Input for this task
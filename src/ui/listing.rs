//! `saved` and `recent` subcommands.

use std::error::Error;

use crate::protocol::UserHandle;
use crate::store::{ResultSink, SavedSong, SongStore};

const RECENT_LIMIT: u32 = 20;

fn saved_line(song: &SavedSong) -> String {
    let mut line = format!("{} by {}", song.song, song.artist);
    if let Some(album) = &song.metadata.album_name {
        line.push_str(&format!(" ({album})"));
    }
    line
}

/// Show the short date part of an RFC 3339 timestamp.
fn short_date(timestamp: &str) -> &str {
    timestamp.get(..10).unwrap_or(timestamp)
}

pub async fn show_saved(
    store: &SongStore,
    user: &UserHandle,
    json: bool,
) -> Result<(), Box<dyn Error + Send + Sync>> {
    let songs = store.list_saved(user).await?;
    if json {
        println!("{}", serde_json::to_string_pretty(&songs)?);
        return Ok(());
    }
    if songs.is_empty() {
        println!("No saved songs yet.");
        return Ok(());
    }
    for song in &songs {
        println!("{}  {}", short_date(&song.timestamp), saved_line(song));
    }
    Ok(())
}

pub async fn remove_saved(
    store: &SongStore,
    user: &UserHandle,
    song: &str,
    artist: &str,
) -> Result<(), Box<dyn Error + Send + Sync>> {
    store.remove(user, song, artist).await?;
    tracing::info!(song, artist, "Removed saved song");
    println!("Removed \"{song}\" by {artist}.");
    Ok(())
}

pub async fn show_recent(
    store: &SongStore,
    user: &UserHandle,
    json: bool,
) -> Result<(), Box<dyn Error + Send + Sync>> {
    let entries = store.list_recent(user, RECENT_LIMIT).await?;
    if json {
        println!("{}", serde_json::to_string_pretty(&entries)?);
        return Ok(());
    }
    if entries.is_empty() {
        println!("No recent searches.");
        return Ok(());
    }
    for entry in &entries {
        println!("{}  {} by {}", short_date(&entry.timestamp), entry.song, entry.artist);
    }
    Ok(())
}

Task statement
From the first line of the records to the line containing "if let Some(album)", inclusive, transcribe everything exactly and leave out the rest.

Response area
filename src/ui/listing.rs
//! `saved` and `recent` subcommands.

use std::error::Error;

use crate::protocol::UserHandle;
use crate::store::{ResultSink, SavedSong, SongStore};

const RECENT_LIMIT: u32 = 20;

fn saved_line(song: &SavedSong) -> String {
    let mut line = format!("{} by {}", song.song, song.artist);
    if let Some(album) = &song.metadata.album_name {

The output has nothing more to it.